▶ [Provided data]:
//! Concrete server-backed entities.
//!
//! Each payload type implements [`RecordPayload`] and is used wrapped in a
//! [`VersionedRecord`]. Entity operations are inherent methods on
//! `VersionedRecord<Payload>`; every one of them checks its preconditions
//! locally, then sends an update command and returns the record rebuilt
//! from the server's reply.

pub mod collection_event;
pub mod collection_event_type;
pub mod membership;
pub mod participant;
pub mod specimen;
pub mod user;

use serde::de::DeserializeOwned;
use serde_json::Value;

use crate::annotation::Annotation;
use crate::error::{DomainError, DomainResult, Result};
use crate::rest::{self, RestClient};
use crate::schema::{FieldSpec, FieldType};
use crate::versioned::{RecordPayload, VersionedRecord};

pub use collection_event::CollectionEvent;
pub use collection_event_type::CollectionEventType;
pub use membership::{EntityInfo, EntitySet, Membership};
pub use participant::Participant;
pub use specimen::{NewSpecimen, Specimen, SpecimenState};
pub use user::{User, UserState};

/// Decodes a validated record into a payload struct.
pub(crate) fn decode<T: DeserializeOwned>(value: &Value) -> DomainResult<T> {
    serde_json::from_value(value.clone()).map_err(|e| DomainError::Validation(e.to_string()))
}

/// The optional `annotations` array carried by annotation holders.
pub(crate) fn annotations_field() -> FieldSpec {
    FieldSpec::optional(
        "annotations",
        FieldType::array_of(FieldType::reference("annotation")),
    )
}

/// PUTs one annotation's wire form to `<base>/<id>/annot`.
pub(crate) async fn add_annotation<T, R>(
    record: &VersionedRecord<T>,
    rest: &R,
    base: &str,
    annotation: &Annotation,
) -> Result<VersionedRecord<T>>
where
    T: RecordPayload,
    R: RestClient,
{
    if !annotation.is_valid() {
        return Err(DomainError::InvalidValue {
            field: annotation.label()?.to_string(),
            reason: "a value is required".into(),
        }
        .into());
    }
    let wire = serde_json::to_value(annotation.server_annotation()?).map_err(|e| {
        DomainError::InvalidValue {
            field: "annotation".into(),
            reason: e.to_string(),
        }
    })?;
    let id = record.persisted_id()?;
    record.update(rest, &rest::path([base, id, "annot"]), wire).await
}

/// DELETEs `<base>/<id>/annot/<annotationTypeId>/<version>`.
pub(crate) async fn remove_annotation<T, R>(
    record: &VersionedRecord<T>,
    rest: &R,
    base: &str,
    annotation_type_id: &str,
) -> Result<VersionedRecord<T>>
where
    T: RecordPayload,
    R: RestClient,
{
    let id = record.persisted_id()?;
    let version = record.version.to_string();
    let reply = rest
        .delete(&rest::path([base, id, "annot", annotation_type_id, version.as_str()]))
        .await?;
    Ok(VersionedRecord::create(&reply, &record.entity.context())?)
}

▶ [Task statement]: Find how many lines in the listing hold "RecordPayload", and reply with that number only.

▶ [Completed task]: 4